Shigella is one of the leading causes of diarrheal disease in low-to-middle income countries, where it accounts for significant disease burden in children under the age of five. Shigella flexneri, one of four Shigella species, is composed of 15 serotypes and caused 65.9% of all shigellosis cases within the Global Enteric Multicenter Study. S. flexneri serotypes 2a, 3a, and 6 are the three leading serotypes implicated in clinical disease, yet there are limited studies examining the variation of pathogenesis and virulence between serotypes. Our data revealed through in silico and in vitro analysis that several serotype-pecific differences exist between archetype strains 2457T (S. flexneri serotype 2a [Sf2a]), J17B (S. flexneri serotype 3a [Sf3a), and CCH060 (S. flexneri serotype 6 [Sf6]).

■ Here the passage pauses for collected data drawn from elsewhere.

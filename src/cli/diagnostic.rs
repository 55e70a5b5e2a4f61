//! Rendering of syntax errors with miette.
//!
//! [`SyntaxError`] already implements [`miette::Diagnostic`]; this module attaches the named source so the report can
//! show the offending lines with a label under the error range.

use miette::{NamedSource, Report};

use camel_syntax::SyntaxError;

/// Render one error against its source file.
pub fn render(error: &SyntaxError, source_path: &str, source: &str) -> String {
    let report = Report::new(error.clone()).with_source_code(NamedSource::new(source_path, source.to_string()));
    format!("{report:?}")
}

/// Render every error, separated by blank lines.
pub fn render_all(errors: &[SyntaxError], source_path: &str, source: &str) -> String {
    errors
        .iter()
        .map(|error| render(error, source_path, source))
        .collect::<Vec<_>>()
        .join("\n")
}
//! Define the reserved word vocabulary.
//!
//! This module is the single source of truth for keyword spellings: a const metadata table ([`KEYWORDS`]) mapping
//! each spelling to its [`SyntaxKind`], a documentation category, and an optional dialect gate.
//!
//! ## Notes
//! - Lookup via [`from_str`] is **case-sensitive** and honors dialect gates: `try` is a keyword only when the dialect
//!   enables try/catch, otherwise it is an ordinary identifier.
//! - Word operators (`eq`, `and`, `x`, ...) live in [`crate::lang::operators`].
//! - Built-in functions without grammar significance (`join`, `split`, `open`, ...) are not keywords; they lex as
//!   identifiers and parse as calls.
//!
//! ## Examples
//! ```rust
//! use camel_core::lang::dialect::Dialect;
//! use camel_core::lang::keywords;
//! use camel_core::lang::kinds::SyntaxKind;
//!
//! assert_eq!(keywords::from_str("foreach", &Dialect::new()), Some(SyntaxKind::KwForeach));
//! assert_eq!(keywords::from_str("try", &Dialect::new()), None);
//! assert_eq!(keywords::from_str("try", &Dialect::modern()), Some(SyntaxKind::KwTry));
//! ```

use super::dialect::{Dialect, Feature};
use super::kinds::SyntaxKind;

/// High-level grouping for documentation and tooling.
#[derive(Debug, Clone, Copy, PartialEq, Eq, Hash)]
pub enum KeywordCategory {
    Declaration,
    ControlFlow,
    Module,
    Builtin,
    Quote,
    ObjectSystem,
}

/// Metadata for a keyword.
#[derive(Debug, Clone, Copy)]
pub struct KeywordInfo {
    pub kind: SyntaxKind,
    pub spelling: &'static str,
    pub category: KeywordCategory,
    /// Extension that must be enabled for the spelling to be reserved.
    pub gate: Option<Feature>,
}

/// Registry of all keywords.
pub const KEYWORDS: &[KeywordInfo] = &[
    // Declarations
    kw(SyntaxKind::KwMy, "my", KeywordCategory::Declaration),
    kw(SyntaxKind::KwOur, "our", KeywordCategory::Declaration),
    kw(SyntaxKind::KwLocal, "local", KeywordCategory::Declaration),
    kw(SyntaxKind::KwState, "state", KeywordCategory::Declaration),
    kw(SyntaxKind::KwSub, "sub", KeywordCategory::Declaration),
    gated(SyntaxKind::KwMethod, "method", KeywordCategory::Declaration, Feature::Signatures),
    gated(SyntaxKind::KwFunc, "func", KeywordCategory::Declaration, Feature::Signatures),
    gated(SyntaxKind::KwAsync, "async", KeywordCategory::Declaration, Feature::AsyncAwait),
    // Modules
    kw(SyntaxKind::KwPackage, "package", KeywordCategory::Module),
    kw(SyntaxKind::KwUse, "use", KeywordCategory::Module),
    kw(SyntaxKind::KwNo, "no", KeywordCategory::Module),
    kw(SyntaxKind::KwRequire, "require", KeywordCategory::Module),
    // Control flow
    kw(SyntaxKind::KwIf, "if", KeywordCategory::ControlFlow),
    kw(SyntaxKind::KwElsif, "elsif", KeywordCategory::ControlFlow),
    kw(SyntaxKind::KwElse, "else", KeywordCategory::ControlFlow),
    kw(SyntaxKind::KwUnless, "unless", KeywordCategory::ControlFlow),
    kw(SyntaxKind::KwWhile, "while", KeywordCategory::ControlFlow),
    kw(SyntaxKind::KwUntil, "until", KeywordCategory::ControlFlow),
    kw(SyntaxKind::KwFor, "for", KeywordCategory::ControlFlow),
    kw(SyntaxKind::KwForeach, "foreach", KeywordCategory::ControlFlow),
    kw(SyntaxKind::KwGiven, "given", KeywordCategory::ControlFlow),
    kw(SyntaxKind::KwWhen, "when", KeywordCategory::ControlFlow),
    kw(SyntaxKind::KwDefault, "default", KeywordCategory::ControlFlow),
    kw(SyntaxKind::KwDo, "do", KeywordCategory::ControlFlow),
    kw(SyntaxKind::KwEval, "eval", KeywordCategory::ControlFlow),
    kw(SyntaxKind::KwReturn, "return", KeywordCategory::ControlFlow),
    kw(SyntaxKind::KwLast, "last", KeywordCategory::ControlFlow),
    kw(SyntaxKind::KwNext, "next", KeywordCategory::ControlFlow),
    kw(SyntaxKind::KwRedo, "redo", KeywordCategory::ControlFlow),
    kw(SyntaxKind::KwGoto, "goto", KeywordCategory::ControlFlow),
    kw(SyntaxKind::KwContinue, "continue", KeywordCategory::ControlFlow),
    gated(SyntaxKind::KwTry, "try", KeywordCategory::ControlFlow, Feature::TryCatch),
    gated(SyntaxKind::KwCatch, "catch", KeywordCategory::ControlFlow, Feature::TryCatch),
    gated(SyntaxKind::KwFinally, "finally", KeywordCategory::ControlFlow, Feature::TryCatch),
    gated(SyntaxKind::KwAwait, "await", KeywordCategory::ControlFlow, Feature::AsyncAwait),
    // Built-ins with grammar significance
    kw(SyntaxKind::KwPrint, "print", KeywordCategory::Builtin),
    kw(SyntaxKind::KwSay, "say", KeywordCategory::Builtin),
    kw(SyntaxKind::KwPrintf, "printf", KeywordCategory::Builtin),
    kw(SyntaxKind::KwUndef, "undef", KeywordCategory::Builtin),
    kw(SyntaxKind::KwDefined, "defined", KeywordCategory::Builtin),
    kw(SyntaxKind::KwShift, "shift", KeywordCategory::Builtin),
    kw(SyntaxKind::KwUnshift, "unshift", KeywordCategory::Builtin),
    kw(SyntaxKind::KwPush, "push", KeywordCategory::Builtin),
    kw(SyntaxKind::KwPop, "pop", KeywordCategory::Builtin),
    kw(SyntaxKind::KwGrep, "grep", KeywordCategory::Builtin),
    kw(SyntaxKind::KwMap, "map", KeywordCategory::Builtin),
    kw(SyntaxKind::KwSort, "sort", KeywordCategory::Builtin),
    kw(SyntaxKind::KwScalar, "scalar", KeywordCategory::Builtin),
    kw(SyntaxKind::KwKeys, "keys", KeywordCategory::Builtin),
    kw(SyntaxKind::KwValues, "values", KeywordCategory::Builtin),
    kw(SyntaxKind::KwEach, "each", KeywordCategory::Builtin),
    kw(SyntaxKind::KwDelete, "delete", KeywordCategory::Builtin),
    kw(SyntaxKind::KwExists, "exists", KeywordCategory::Builtin),
    kw(SyntaxKind::KwSplice, "splice", KeywordCategory::Builtin),
    kw(SyntaxKind::KwBless, "bless", KeywordCategory::Builtin),
    kw(SyntaxKind::KwWantarray, "wantarray", KeywordCategory::Builtin),
    kw(SyntaxKind::KwRef, "ref", KeywordCategory::Builtin),
    kw(SyntaxKind::KwDie, "die", KeywordCategory::Builtin),
    kw(SyntaxKind::KwWarn, "warn", KeywordCategory::Builtin),
    // Quote-like operators
    kw(SyntaxKind::KwQ, "q", KeywordCategory::Quote),
    kw(SyntaxKind::KwQq, "qq", KeywordCategory::Quote),
    kw(SyntaxKind::KwQx, "qx", KeywordCategory::Quote),
    kw(SyntaxKind::KwQw, "qw", KeywordCategory::Quote),
    kw(SyntaxKind::KwQr, "qr", KeywordCategory::Quote),
    kw(SyntaxKind::KwM, "m", KeywordCategory::Quote),
    kw(SyntaxKind::KwS, "s", KeywordCategory::Quote),
    kw(SyntaxKind::KwTr, "tr", KeywordCategory::Quote),
    kw(SyntaxKind::KwY, "y", KeywordCategory::Quote),
    // Object system sugar
    gated(SyntaxKind::KwHas, "has", KeywordCategory::ObjectSystem, Feature::Moose),
    gated(SyntaxKind::KwExtends, "extends", KeywordCategory::ObjectSystem, Feature::Moose),
    gated(SyntaxKind::KwWith, "with", KeywordCategory::ObjectSystem, Feature::Moose),
    gated(SyntaxKind::KwBefore, "before", KeywordCategory::ObjectSystem, Feature::Moose),
    gated(SyntaxKind::KwAfter, "after", KeywordCategory::ObjectSystem, Feature::Moose),
    gated(SyntaxKind::KwAround, "around", KeywordCategory::ObjectSystem, Feature::Moose),
    gated(SyntaxKind::KwOverride, "override", KeywordCategory::ObjectSystem, Feature::Moose),
    gated(SyntaxKind::KwAugment, "augment", KeywordCategory::ObjectSystem, Feature::Moose),
    gated(SyntaxKind::KwSuper, "super", KeywordCategory::ObjectSystem, Feature::Moose),
    gated(SyntaxKind::KwInner, "inner", KeywordCategory::ObjectSystem, Feature::Moose),
];

/// Names that introduce special code blocks when followed by `{`.
pub const SPECIAL_BLOCK_NAMES: &[&str] = &["BEGIN", "END", "INIT", "CHECK", "UNITCHECK"];

/// Compile-time tag constants.
pub const TAG_CONSTANTS: &[&str] = &["__FILE__", "__LINE__", "__PACKAGE__", "__SUB__"];

/// Markers that end the code part of a file.
pub const DATA_MARKERS: &[&str] = &["__END__", "__DATA__"];

/// Resolve a spelling to its keyword kind, honoring dialect gates.
///
/// ## Returns
/// - `Some(kind)` if `spelling` is reserved under `dialect`.
/// - `None` otherwise (the word is an identifier).
pub fn from_str(spelling: &str, dialect: &Dialect) -> Option<SyntaxKind> {
    KEYWORDS
        .iter()
        .find(|k| k.spelling == spelling)
        .filter(|k| k.gate.is_none_or(|feature| dialect.allows(feature)))
        .map(|k| k.kind)
}

/// Canonical spelling of a keyword kind, if it is one.
pub fn as_str(kind: SyntaxKind) -> Option<&'static str> {
    KEYWORDS.iter().find(|k| k.kind == kind).map(|k| k.spelling)
}

/// Metadata for a keyword kind.
pub fn info_for(kind: SyntaxKind) -> Option<&'static KeywordInfo> {
    KEYWORDS.iter().find(|k| k.kind == kind)
}

// --- helpers -----------------------------------------------------------------

const fn kw(kind: SyntaxKind, spelling: &'static str, category: KeywordCategory) -> KeywordInfo {
    KeywordInfo {
        kind,
        spelling,
        category,
        gate: None,
    }
}

const fn gated(kind: SyntaxKind, spelling: &'static str, category: KeywordCategory, gate: Feature) -> KeywordInfo {
    KeywordInfo {
        kind,
        spelling,
        category,
        gate: Some(gate),
    }
}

Comparative genomics of these archetype strains demonstrated that CCH060 contains the greatest amount of unique genomic content compared to the Sf3a and Sf2a archetype strains, as well as lacks several previously identified Shigella virulence genes. The pINV virulence plasmid contains a highly conserved core genome irrespective of the archetype reference strain with the greatest strain-specific genomic features. The transcriptional responses of each archetype strain to bile salt stimulus were unique in a strain-dependent manner. Phenotypic analysis revealed that while archetype strains adhere at similar levels to cultured HT-29 intestinal cells, there are differences in the production and secretion of IpaB, IpaC, and IpaD, as well as reduced invasion by CCH060 compared to 2457T and J17B. Our results identify strain-specific features that support further large-scale analysis to identify unique serotype-specific host-pathogen interactions.